*ASSIGNED TASK*: Your answer must be a single number: how many lines in the records below contain the word "label".

*STUDY MATERIAL*:
......

//! Tabular panels for the dashboard.
//!
//! Renders a bordered [`ratatui::widgets::Table`] with one row per entry and
//! an optional highlighted totals row at the bottom.

use ratatui::{
    layout::{Constraint, Rect},
    text::{Line, Span},
    widgets::{Block, Borders, Cell, Paragraph, Row, Table},
    Frame,
};

use crate::themes::Theme;

/// Column alignment hint; numeric columns are right-aligned.
#[derive(Debug, Clone, Copy, PartialEq, Eq)]
pub enum ColumnKind {
    Text,
    Numeric,
}

/// A fully formatted table ready to draw.
#[derive(Debug, Clone, PartialEq)]
pub struct TableData {
    pub title: String,
    pub headers: Vec<String>,
    pub kinds: Vec<ColumnKind>,
    pub rows: Vec<Vec<String>>,
    /// Optional totals row, styled separately.
    pub total: Option<Vec<String>>,
}

impl TableData {
    pub fn new(title: impl Into<String>, columns: &[(&str, ColumnKind)]) -> Self {
        Self {
            title: title.into(),
            headers: columns.iter().map(|(h, _)| h.to_string()).collect(),
            kinds: columns.iter().map(|(_, k)| *k).collect(),
            rows: Vec::new(),
            total: None,
        }
    }

    pub fn push_row(&mut self, row: Vec<String>) {
        self.rows.push(row);
    }

    pub fn with_total(mut self, total: Vec<String>) -> Self {
        self.total = Some(total);
        self
    }

    /// Width each column needs: the widest of its header and cells.
    pub fn column_widths(&self) -> Vec<u16> {
        let mut widths: Vec<usize> = self.headers.iter().map(|h| h.chars().count()).collect();
        for row in self.rows.iter().chain(self.total.iter()) {
            for (i, cell) in row.iter().enumerate() {
                if let Some(w) = widths.get_mut(i) {
                    *w = (*w).max(cell.chars().count());
                }
            }
        }
        widths.into_iter().map(|w| w.min(u16::MAX as usize) as u16).collect()
    }
}

/// Right-pad or left-pad `text` to `width` for numeric alignment.
fn align(text: &str, width: u16, kind: ColumnKind) -> String {
    match kind {
        ColumnKind::Numeric => format!("{:>width$}", text, width = width as usize),
        ColumnKind::Text => text.to_string(),
    }
}

/// Render `data` into `area`.
pub fn render_table_view(frame: &mut Frame, area: Rect, data: &TableData, theme: &Theme) {
    let widths = data.column_widths();
    let kind_of = |i: usize| data.kinds.get(i).copied().unwrap_or(ColumnKind::Text);
    let width_of = |i: usize| widths.get(i).copied().unwrap_or(0);

    let header_cells = data
        .headers
        .iter()
        .enumerate()
        .map(|(i, h)| Cell::from(align(h, width_of(i), kind_of(i))).style(theme.table_header));
    let header = Row::new(header_cells).height(1);

    let data_rows: Vec<Row> = data
        .rows
        .iter()
        .enumerate()
        .map(|(i, row)| {
            let style = if i % 2 == 0 {
                theme.table_row
            } else {
                theme.table_row_alt
            };
            Row::new(
                row.iter()
                    .enumerate()
                    .map(|(c, cell)| Cell::from(align(cell, width_of(c), kind_of(c)))),
            )
            .style(style)
        })
        .collect();

    let mut all_rows = data_rows;
    if let Some(total) = &data.total {
        all_rows.push(
            Row::new(
                total
                    .iter()
                    .enumerate()
                    .map(|(c, cell)| Cell::from(align(cell, width_of(c), kind_of(c)))),
            )
            .style(theme.table_total),
        );
    }

    let constraints: Vec<Constraint> = widths.iter().map(|w| Constraint::Length(*w)).collect();

    let table = Table::new(all_rows, constraints)
        .header(header)
        .column_spacing(2)
        .block(
            Block::default()
                .borders(Borders::ALL)
                .border_style(theme.table_border)
                .title(Span::styled(format!(" {} ", data.title), theme.chart_title)),
        )
        .style(theme.text);

    frame.render_widget(table, area);
}

/// Render a placeholder when a view has nothing to show.
pub fn render_no_data(frame: &mut Frame, area: Rect, title: &str, theme: &Theme) {
    let text = vec![
        Line::from(""),
        Line::from(Span::styled("No sales data in scope", theme.warning)),
        Line::from(""),
        Line::from(Span::styled(
            "Check the extract path and the rejected line count in the header.",
            theme.dim,
        )),
        Line::from(Span::styled("Press 'q' or Ctrl+C to exit", theme.dim)),
    ];
    frame.render_widget(
        Paragraph::new(ratatui::text::Text::from(text)).block(
            Block::default()
                .borders(Borders::ALL)
                .border_style(theme.table_border)
                .title(format!(" {} ", title)),
        ),
        area,
    );
}

/// Render a view that could not be computed.
pub fn render_error(frame: &mut Frame, area: Rect, title: &str, message: &str, theme: &Theme) {
    let text = vec![
        Line::from(""),
        Line::from(Span::styled(message.to_string(), theme.error)),
    ];
    frame.render_widget(
        Paragraph::new(ratatui::text::Text::from(text)).block(
            Block::default()
                .borders(Borders::ALL)
                .border_style(theme.table_border)
                .title(format!(" {} ", title)),
        ),
        area,
    );
}

// ── Tests ──────────────────────────────────────────────────────────────────────
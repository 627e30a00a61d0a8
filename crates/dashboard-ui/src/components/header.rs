use crate::themes::Theme;
use dashboard_data::reader::LoadReport;
use ratatui::text::{Line, Span};

/// Application title shown on the first header line.
pub const TITLE: &str = "SALES ANALYTICS DASHBOARD";

/// Dashboard header rendering three lines:
///
/// 1. Application title.
/// 2. Load summary in `[ source | N records | M rejected ]` format.
/// 3. A separator the width of the title block.
pub struct Header<'a> {
    pub load: &'a LoadReport,
    pub theme: &'a Theme,
}

impl<'a> Header<'a> {
    pub fn new(load: &'a LoadReport, theme: &'a Theme) -> Self {
        Self { load, theme }
    }

    /// Render the header as exactly three lines.
    pub fn to_lines(&self) -> Vec<Line<'a>> {
        let rejected = self.load.rejected.total();
        let rejected_style = if rejected > 0 {
            self.theme.warning
        } else {
            self.theme.value
        };

        vec![
            Line::from(Span::styled(TITLE, self.theme.header)),
            Line::from(vec![
                Span::styled("[ ", self.theme.label),
                Span::styled(self.load.source.display().to_string(), self.theme.value),
                Span::styled(" | ", self.theme.label),
                Span::styled(format!("{} records", self.load.accepted), self.theme.value),
                Span::styled(" | ", self.theme.label),
                Span::styled(format!("{} rejected", rejected), rejected_style),
                Span::styled(" | loaded ", self.theme.label),
                Span::styled(
                    self.load.loaded_at.format("%Y-%m-%d %H:%M:%S UTC").to_string(),
                    self.theme.value,
                ),
                Span::styled(" ]", self.theme.label),
            ]),
            Line::from(Span::styled("=".repeat(60), self.theme.separator)),
        ]
    }
}

// ── Tests ─────────────────────────────────────────────────────────────────────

......

*RESPONSE AREA*: 5